## TRY IT
Scan the listing for "seller" and copy out each line that has it.

## ENTRIES PROVIDED
#[tokio::test]
#[serial]
async fn checkout_keeps_cart_rows_added_after_placement() {
    let store = get_test_store().await;
    let seller = seed_user(&store, "seller", Role::Seller).await;
    let buyer = seed_user(&store, "buyer", Role::Buyer).await;
    let a = seed_product(&store, seller.id, "1.00", 5).await;
    let b = seed_product(&store, seller.id, "2.00", 5).await;
    add_to_cart(&store, buyer.id, a.id, 1).await;
    let placement = placement_for(&store, buyer.id).await;

    add_to_cart(&store, buyer.id, b.id, 2).await;
    store.commit_checkout(&placement).await.unwrap();

    let cart = store.list_cart(buyer.id).await.unwrap();
    assert_eq!(cart.len(), 1);
    assert_eq!(cart[0].0.product_id, b.id);
}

## RESULT FOR THIS TASK
    let seller = seed_user(&store, "seller", Role::Seller).await;
    let a = seed_product(&store, seller.id, "1.00", 5).await;
    let b = seed_product(&store, seller.id, "2.00", 5).await;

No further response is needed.